Abstract by Jatinder Singh
Chemistry and Biochemistry
Rendering Helical Peptides More Suitable as Anti-Cancer Agents
Since the discovery of first peptide insulin in 1920, 7500 naturally occurring peptides have been identified. However, these peptides suffer from a major drawback of rapid digestion by enzymes, poor bioavailability, and lack of membrane permeability. Thus, they are less efficient than small-molecule drugs and very expensive. Previously, our lab successfully synthesized several medium-sized peptides (β-hairpins) of α, β-dehydroamino acids (DAAs) with 6-7 times more stability to proteolysis digestion than control peptide.
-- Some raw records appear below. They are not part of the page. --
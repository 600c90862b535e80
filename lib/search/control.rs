use crate::chess::Position;
use crate::search::Limits;
use std::sync::atomic::{AtomicBool, AtomicU64, Ordering::Relaxed};
use std::time::{Duration, Instant};

/// Shared search control.
///
/// One per `go`; all workers cooperate through this object and nothing else
/// besides the transposition table and the breadcrumbs.
#[derive(Debug)]
pub struct Control {
    limits: Limits,
    timestamp: Instant,
    optimum: Duration,
    maximum: Duration,
    stop: AtomicBool,
    ponder: AtomicBool,
    stop_on_ponderhit: AtomicBool,
    increase_depth: AtomicBool,
    nodes: AtomicU64,
    tb_hits: AtomicU64,
    best_move_changes: AtomicU64,
}

impl Control {
    /// Sets up the controller for a new search.
    pub fn new(pos: &Position, limits: Limits, move_overhead: Duration) -> Self {
        let (optimum, maximum) = Self::time_to_search(pos, &limits, move_overhead);

        Control {
            ponder: AtomicBool::new(limits.ponder),
            limits,
            timestamp: Instant::now(),
            optimum,
            maximum,
            stop: AtomicBool::new(false),
            stop_on_ponderhit: AtomicBool::new(false),
            increase_depth: AtomicBool::new(true),
            nodes: AtomicU64::new(0),
            tb_hits: AtomicU64::new(0),
            best_move_changes: AtomicU64::new(0),
        }
    }

    fn time_to_search(
        pos: &Position,
        limits: &Limits,
        move_overhead: Duration,
    ) -> (Duration, Duration) {
        let Some((clock, inc)) = limits.clock else {
            let time = limits.movetime.unwrap_or(Duration::MAX);
            return (time, time);
        };

        let clock = clock.saturating_sub(move_overhead);
        let moves_left = match limits.movestogo {
            Some(mtg) => mtg.clamp(1, 50),
            None => 225 / pos.fullmoves().min(75),
        };

        let time_per_move = inc.saturating_add(clock / moves_left);
        (time_per_move / 2, (clock / 2).max(Duration::from_millis(1)))
    }

    /// The search limits.
    #[inline(always)]
    pub fn limits(&self) -> &Limits {
        &self.limits
    }

    /// The time elapsed so far.
    #[inline(always)]
    pub fn elapsed(&self) -> Duration {
        Instant::now()
            .saturating_duration_since(self.timestamp)
            .max(Duration::from_nanos(1))
    }

    /// The soft time bound for starting another iteration.
    #[inline(always)]
    pub fn optimum(&self) -> Duration {
        self.optimum
    }

    /// The hard time bound.
    #[inline(always)]
    pub fn maximum(&self) -> Duration {
        self.maximum
    }

    /// The nodes counted so far across all workers.
    #[inline(always)]
    pub fn nodes(&self) -> u64 {
        self.nodes.load(Relaxed)
    }

    /// Counts searched nodes.
    #[inline(always)]
    pub fn count_nodes(&self, count: u64) {
        self.nodes.fetch_add(count, Relaxed);
    }

    /// The tablebase hits counted so far across all workers.
    #[inline(always)]
    pub fn tb_hits(&self) -> u64 {
        self.tb_hits.load(Relaxed)
    }

    /// Counts tablebase hits.
    #[inline(always)]
    pub fn count_tb_hit(&self) {
        self.tb_hits.fetch_add(1, Relaxed);
    }

    /// Whether the search has been told to stop.
    #[inline(always)]
    pub fn stopped(&self) -> bool {
        self.stop.load(Relaxed)
    }

    /// Interrupts the ongoing search.
    #[inline(always)]
    pub fn stop(&self) {
        self.stop.store(true, Relaxed);
    }

    /// Whether the search is pondering.
    #[inline(always)]
    pub fn pondering(&self) -> bool {
        self.ponder.load(Relaxed)
    }

    /// Switches from pondering to normal search.
    #[inline(always)]
    pub fn ponderhit(&self) {
        self.ponder.store(false, Relaxed);
        if self.stop_on_ponderhit.load(Relaxed) {
            self.stop();
        }
    }

    #[inline(always)]
    pub fn stop_on_ponderhit(&self) -> bool {
        self.stop_on_ponderhit.load(Relaxed)
    }

    #[inline(always)]
    pub fn set_stop_on_ponderhit(&self, value: bool) {
        self.stop_on_ponderhit.store(value, Relaxed);
    }

    /// Whether workers should deepen rather than re-search.
    #[inline(always)]
    pub fn increase_depth(&self) -> bool {
        self.increase_depth.load(Relaxed)
    }

    #[inline(always)]
    pub fn set_increase_depth(&self, value: bool) {
        self.increase_depth.store(value, Relaxed);
    }

    /// Records that a worker's best root move changed this iteration.
    ///
    /// Feeds the instability term of the time manager.
    #[inline(always)]
    pub fn count_best_move_change(&self) {
        self.best_move_changes.fetch_add(1, Relaxed);
    }

    /// Drains the accumulated best-move changes.
    #[inline(always)]
    pub fn take_best_move_changes(&self) -> u64 {
        self.best_move_changes.swap(0, Relaxed)
    }

    /// Periodic clock and node check, run by the main worker.
    ///
    /// `calls` counts down between checks so that the clock is only
    /// consulted about once every thousand nodes, or often enough to honor
    /// a node limit to within 0.1%.
    pub fn check_time(&self, calls: &mut i64) {
        *calls -= 1;
        if *calls > 0 {
            return;
        }

        *calls = match self.limits.nodes {
            Some(nodes) => 1024.min((nodes / 1024) as i64).max(1),
            None => 1024,
        };

        if self.pondering() {
            return;
        }

        let elapsed = self.elapsed();
        let out_of_time = self.limits.use_time_management()
            && (elapsed + Duration::from_millis(10) > self.maximum || self.stop_on_ponderhit());
        let out_of_movetime = self.limits.movetime.is_some_and(|t| elapsed >= t);
        let out_of_nodes = self.limits.nodes.is_some_and(|n| self.nodes() >= n);

        if out_of_time || out_of_movetime || out_of_nodes {
            self.stop();
        }
    }
}

#[cfg(test)]
mod tests {
    use super::*;

    fn control(limits: Limits) -> Control {
        Control::new(&Position::default(), limits, Duration::from_millis(10))
    }

    #[test]
    fn elapsed_is_always_positive() {
        let ctrl = control(Limits::none());
        assert!(ctrl.elapsed() > Duration::ZERO);
    }

    #[test]
    fn node_limit_raises_stop() {
        let ctrl = control(Limits::nodes(0));
        let mut calls = 1i64;
        ctrl.count_nodes(1);
        ctrl.check_time(&mut calls);
        assert!(ctrl.stopped());
    }

    #[test]
    fn movetime_raises_stop() {
        let ctrl = control(Limits::movetime(Duration::ZERO));
        let mut calls = 1i64;
        std::thread::sleep(Duration::from_millis(1));
        ctrl.check_time(&mut calls);
        assert!(ctrl.stopped());
    }

    #[test]
    fn pondering_suppresses_the_clock() {
        let limits = Limits {
            movetime: Some(Duration::ZERO),
            ponder: true,
            ..Limits::default()
        };

        let ctrl = control(limits);
        let mut calls = 1i64;
        ctrl.check_time(&mut calls);
        assert!(!ctrl.stopped());

        ctrl.ponderhit();
        let mut calls = 1i64;
        ctrl.check_time(&mut calls);
        assert!(ctrl.stopped());
    }

    #[test]
    fn stop_is_sticky() {
        let ctrl = control(Limits::none());
        assert!(!ctrl.stopped());
        ctrl.stop();
        assert!(ctrl.stopped());
    }

    #[test]
    fn ponderhit_stops_if_time_already_exceeded() {
        let ctrl = control(Limits {
            ponder: true,
            ..Limits::default()
        });

        ctrl.set_stop_on_ponderhit(true);
        ctrl.ponderhit();
        assert!(ctrl.stopped());
    }
}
Now, we are introducing DAAs in helical structures, synthesizing 310-helical peptides having conformational rigidity and thermodynamically favored folded structure. Stapling (stapled α-helical peptides, SAH) is another method to induce conformational stability in helical peptides, but recent evidences cast doubt on their suitability as drugs. We are synthesizing two DAA-containing helical peptides and then evaluating their proteolytic stability: Z-Aib-Pro-DEnv-Ala-OMe and Z-DEnv-Pro-Aib-Ala-OMe. Introduction of DAAs into helical structure could enable the future design of stabilized helical anti-cancer peptides.